Il aura fallu la crise linguistique en Ontario pour que le fédéral réussisse à convaincre les provinces et territoires d’ouvrir leurs livres comptables pour des transferts en éducation.

La ministre des Langues officielles, Mélanie Joly, affirme que le gouvernement du Canada cherchait à impliquer des partenaires du milieu de l’éducation pour le financement de projets dans les écoles de langue en milieu minoritaire.
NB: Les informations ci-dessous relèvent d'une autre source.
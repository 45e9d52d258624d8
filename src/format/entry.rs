//! Entry codec: one version record in the append-only chain.
//!
//! An entry is `C.En · entryLength(4) · bsOffset(w) · next(w) ·
//! compress(1) · MD5(16) · nameTableLength(4) · NameTable · ItemList`.
//! The NameTable maps 16-byte name values to pack paths for that entry,
//! and the ItemList records the operations performed against the
//! BitStream segment at `bsOffset`.

use crate::error::{Result, XdaError};
use crate::format::bitstream::{Ecs, FragmentMeta};
use crate::format::codec::{self, BitsParam, NameValue};
use crate::history::{History, ItemInfo};
use flate2::read::{DeflateDecoder, DeflateEncoder};
use std::collections::HashMap;
use std::io::{Cursor, Read, Seek, SeekFrom, Write};

/// Class marker opening each entry
pub const ENTRY_CLASS_TYPE: [u8; 4] = *b"C.En";

/// compress bit: NameTable stored deflated
pub const NAMETABLE_DEFLATED: u8 = 0x01;
/// compress bit: ItemList stored deflated
pub const ITEMLIST_DEFLATED: u8 = 0x02;
const COMPRESS_MASK: u8 = 0x03;

/// Longest pack path, in UTF-8 bytes
pub const MAX_PATH_LENGTH: usize = 256;

const OPERATOR_MASK: u8 = 0x0f;
const OPERATOR_END: u8 = 0x0f;

/// An operation recorded against an item
#[derive(Debug, Clone, Copy, PartialEq, Eq)]
#[repr(u8)]
pub enum Operator {
    New = 0x01,
    Append = 0x02,
    Replace = 0x03,
    Delete = 0x04,
}

impl Operator {
    pub fn from_raw(value: u8) -> Result<Self> {
        match value & OPERATOR_MASK {
            0x01 => Ok(Self::New),
            0x02 => Ok(Self::Append),
            0x03 => Ok(Self::Replace),
            0x04 => Ok(Self::Delete),
            other => Err(XdaError::InvalidOperator(other)),
        }
    }
}

/// Consecutive ItemList records sharing one name value
#[derive(Debug, Clone)]
struct OperRun {
    name_value: NameValue,
    ops: Vec<(Operator, u64)>,
}

/// Fixed fields of one parsed or written entry
#[derive(Debug, Clone)]
pub struct Entry {
    pub position: u64,
    pub index: u32,
    pub entry_length: u32,
    pub bs_offset: u64,
    pub next: u64,
    pub compress: u8,
    pub name_table_length: u32,
}

impl Entry {
    /// Parse the entry at `position`, replaying its ItemList into
    /// `items` as committed histories for entry number `index`.
    pub fn parse<F: Read + Seek>(
        file: &mut F,
        position: u64,
        index: u32,
        bits: BitsParam,
        items: &mut HashMap<String, ItemInfo>,
    ) -> Result<Self> {
        file.seek(SeekFrom::Start(position))?;
        let mut class_type = [0u8; 4];
        file.read_exact(&mut class_type)?;
        if class_type != ENTRY_CLASS_TYPE {
            return Err(XdaError::InvalidClassType { expected: "C.En" });
        }

        let entry_length = codec::read_u32(&mut *file)?;
        let bs_offset = bits.read_from(&mut *file)?;
        let next = bits.read_from(&mut *file)?;
        let mut compress = [0u8; 1];
        file.read_exact(&mut compress)?;
        let compress = compress[0] & COMPRESS_MASK;
        let mut checksum = [0u8; 16];
        file.read_exact(&mut checksum)?;
        let name_table_length = codec::read_u32(&mut *file)?;

        let fixed = fixed_fields_length(bits) + name_table_length as u64;
        let item_list_length = (entry_length as u64)
            .checked_sub(fixed)
            .ok_or_else(|| XdaError::InvalidItemList("item list length underflow".to_string()))?;

        let mut name_table_raw = vec![0u8; name_table_length as usize];
        file.read_exact(&mut name_table_raw)?;
        let mut item_list_raw = vec![0u8; item_list_length as usize];
        file.read_exact(&mut item_list_raw)?;

        let mut context = md5::Context::new();
        context.consume(&name_table_raw);
        context.consume(&item_list_raw);
        let actual: [u8; 16] = context.compute().0;
        if actual != checksum {
            return Err(XdaError::ChecksumMismatch {
                expected: hex(&checksum),
                actual: hex(&actual),
            });
        }

        let name_table = decode_name_table(&name_table_raw, compress & NAMETABLE_DEFLATED != 0)?;
        let runs = decode_item_list(&item_list_raw, bits, compress & ITEMLIST_DEFLATED != 0)?;

        for run in runs {
            let path = name_table
                .get(&run.name_value)
                .ok_or(XdaError::InvalidNameValue)?;
            let info = items
                .entry(path.clone())
                .or_insert_with(|| ItemInfo::new(path.clone()));
            for (operator, item_offset) in run.ops {
                info.check_next_operator(operator)
                    .map_err(|_| XdaError::InvalidOperationSequence)?;
                let history = if operator == Operator::Delete {
                    History::Committed {
                        entry_no: index,
                        operator,
                        position: 0,
                        length: 0,
                        ecs: Ecs::none(),
                    }
                } else {
                    let fragment = bs_offset + item_offset;
                    let meta = FragmentMeta::read(&mut *file, fragment, bits)?;
                    History::Committed {
                        entry_no: index,
                        operator,
                        position: fragment,
                        length: meta.length,
                        ecs: meta.ecs,
                    }
                };
                info.push(history);
            }
        }

        Ok(Self {
            position,
            index,
            entry_length,
            bs_offset,
            next,
            compress,
            name_table_length,
        })
    }

    /// Serialize a whole entry at the end of the file with `next` = 0.
    ///
    /// `name_table` and `item_list` are the stored (possibly deflated)
    /// table bytes; the MD5 field covers exactly those.
    pub fn write<F: Write + Seek>(
        file: &mut F,
        index: u32,
        bits: BitsParam,
        bs_offset: u64,
        compress: u8,
        name_table: &[u8],
        item_list: &[u8],
    ) -> Result<Self> {
        let position = file.seek(SeekFrom::End(0))?;
        let entry_length =
            fixed_fields_length(bits) + name_table.len() as u64 + item_list.len() as u64;

        let mut context = md5::Context::new();
        context.consume(name_table);
        context.consume(item_list);
        let checksum: [u8; 16] = context.compute().0;

        file.write_all(&ENTRY_CLASS_TYPE)?;
        codec::write_u32(&mut *file, entry_length as u32)?;
        bits.write_to(&mut *file, bs_offset)?;
        bits.write_to(&mut *file, 0)?;
        file.write_all(&[compress & COMPRESS_MASK])?;
        file.write_all(&checksum)?;
        codec::write_u32(&mut *file, name_table.len() as u32)?;
        file.write_all(name_table)?;
        file.write_all(item_list)?;

        Ok(Self {
            position,
            index,
            entry_length: entry_length as u32,
            bs_offset,
            next: 0,
            compress: compress & COMPRESS_MASK,
            name_table_length: name_table.len() as u32,
        })
    }

    /// Repoint this entry's `next` field at a successor entry
    pub fn patch_next<F: Write + Seek>(
        &mut self,
        file: &mut F,
        bits: BitsParam,
        next: u64,
    ) -> Result<()> {
        file.seek(SeekFrom::Start(self.position + 4 + 4 + bits.width() as u64))?;
        bits.write_to(&mut *file, next)?;
        self.next = next;
        Ok(())
    }
}

/// Length of everything before the NameTable, class marker included
fn fixed_fields_length(bits: BitsParam) -> u64 {
    4 + 4 + bits.width() as u64 * 2 + 1 + 16 + 4
}

fn hex(bytes: &[u8]) -> String {
    bytes.iter().map(|b| format!("{b:02x}")).collect()
}

fn inflate(bytes: &[u8]) -> Result<Vec<u8>> {
    let mut plain = Vec::new();
    DeflateDecoder::new(Cursor::new(bytes)).read_to_end(&mut plain)?;
    Ok(plain)
}

/// Deflate a serialized table for storage
pub fn deflate(bytes: &[u8]) -> Result<Vec<u8>> {
    let mut stored = Vec::new();
    DeflateEncoder::new(Cursor::new(bytes), flate2::Compression::default())
        .read_to_end(&mut stored)?;
    Ok(stored)
}

fn decode_name_table(raw: &[u8], deflated: bool) -> Result<HashMap<NameValue, String>> {
    let plain;
    let bytes = if deflated {
        plain = inflate(raw)?;
        plain.as_slice()
    } else {
        raw
    };

    let mut reader = Cursor::new(bytes);
    let count = codec::read_u32(&mut reader)
        .map_err(|_| XdaError::InvalidNameTable("truncated name count".to_string()))?;
    let mut table = HashMap::with_capacity(count as usize);
    for _ in 0..count {
        let name_value = NameValue::read_from(&mut reader)
            .map_err(|_| XdaError::InvalidNameTable("truncated name value".to_string()))?;
        let path = codec::read_cstr(&mut reader, MAX_PATH_LENGTH + 1)
            .map_err(|_| XdaError::InvalidNameTable("unterminated path".to_string()))?;
        table.insert(name_value, path);
    }
    Ok(table)
}

fn decode_item_list(raw: &[u8], bits: BitsParam, deflated: bool) -> Result<Vec<OperRun>> {
    let plain;
    let bytes = if deflated {
        plain = inflate(raw)?;
        plain.as_slice()
    } else {
        raw
    };

    let record_length = 1 + bits.width() + codec::NAME_VALUE_LENGTH;
    let mut reader = Cursor::new(bytes);
    let mut runs: Vec<OperRun> = Vec::new();
    let mut remaining = bytes.len();

    while remaining >= record_length {
        remaining -= record_length;
        let mut op = [0u8; 1];
        reader.read_exact(&mut op)?;
        let item_offset = bits.read_from(&mut reader)?;
        let name_value = NameValue::read_from(&mut reader)?;
        if op[0] & OPERATOR_MASK == OPERATOR_END {
            break;
        }
        let operator = Operator::from_raw(op[0])?;
        match runs.last_mut() {
            Some(run) if run.name_value == name_value => run.ops.push((operator, item_offset)),
            _ => runs.push(OperRun {
                name_value,
                ops: vec![(operator, item_offset)],
            }),
        }
    }
    Ok(runs)
}

/// Serialize a NameTable: count then `nameValue · path · NUL` records
pub fn encode_name_table(entries: &[(NameValue, &str)]) -> Result<Vec<u8>> {
    let mut bytes = Vec::new();
    codec::write_u32(&mut bytes, entries.len() as u32)?;
    for (name_value, path) in entries {
        if path.len() > MAX_PATH_LENGTH {
            return Err(XdaError::PathTooLong);
        }
        name_value.write_to(&mut bytes)?;
        bytes.extend_from_slice(path.as_bytes());
        bytes.push(0);
    }
    Ok(bytes)
}

/// Serialize an ItemList, END record included
pub fn encode_item_list(
    records: &[(Operator, u64, NameValue)],
    bits: BitsParam,
) -> Result<Vec<u8>> {
    let mut bytes = Vec::new();
    for (operator, item_offset, name_value) in records {
        bytes.push(*operator as u8);
        bits.write_to(&mut bytes, *item_offset)?;
        name_value.write_to(&mut bytes)?;
    }
    bytes.push(OPERATOR_END);
    bits.write_to(&mut bytes, 0)?;
    NameValue::sentinel().write_to(&mut bytes)?;
    Ok(bytes)
}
« Il y a toujours eu un protocole d’entente, mais il y avait des questions qui pouvaient se poser pour savoir l’argent allait où », soutient Mme Joly.

Le fédéral s’est entendu avec les provinces et territoires sur les termes du protocole d’entente pour appuyer l’éducation dans une langue officielle en milieu minoritaire.

« Il y avait une certaine stagnation jusqu’aux manifestations ici en Ontario, affirme Mélanie Joly. Les francophones partout au pays ont dit que c’était important de protéger nos droits. Tous les provinces et territoires sont revenus à la table et ça nous a permis d’arriver à un protocole d’entente et à nous, au fédéral, d’ajouter encore plus d’argent pour financer les écoles francophones. »

Un total de plus d’un milliard de dollars sera versé au cours des quatre prochaines années, une somme similaire à ce qui se trouvait dans l’entente précédente. Ce montant avait annoncé lors du dévoilement du Plan d’action pour les langues officielles 2018-2023.

Pour convaincre les provinces et les territoires d’ouvrir une brèche dans leur champ de compétence en éducation, le fédéral crée une nouvelle enveloppe de 60 millions $ durant la même période pour financer l’amélioration de l’offre d’éducation en français en milieu minoritaire.

« Très souvent, les conseils scolaires posent la question : “où vont les fonds fédéraux dans les provinces et territoires ?” On a décidé de prendre acte de leurs revendications et de les faire nôtres, explique Mélanie Joly. Pour la première fois, le gouvernement fédéral a été en mesure de s’entendre avec les provinces, de sorte que chaque fois qu’il va y avoir des investissements fédéraux en matière d’éducation pour la langue de la minorité, les intervenants, particulièrement les conseils scolaires, non seulement vont être consultés par les provinces et territoires par rapport à où ces investissements vont aller, mais également, il va y avoir plus de transparence parce qu’ils vont savoir où l’argent du fédéral va. »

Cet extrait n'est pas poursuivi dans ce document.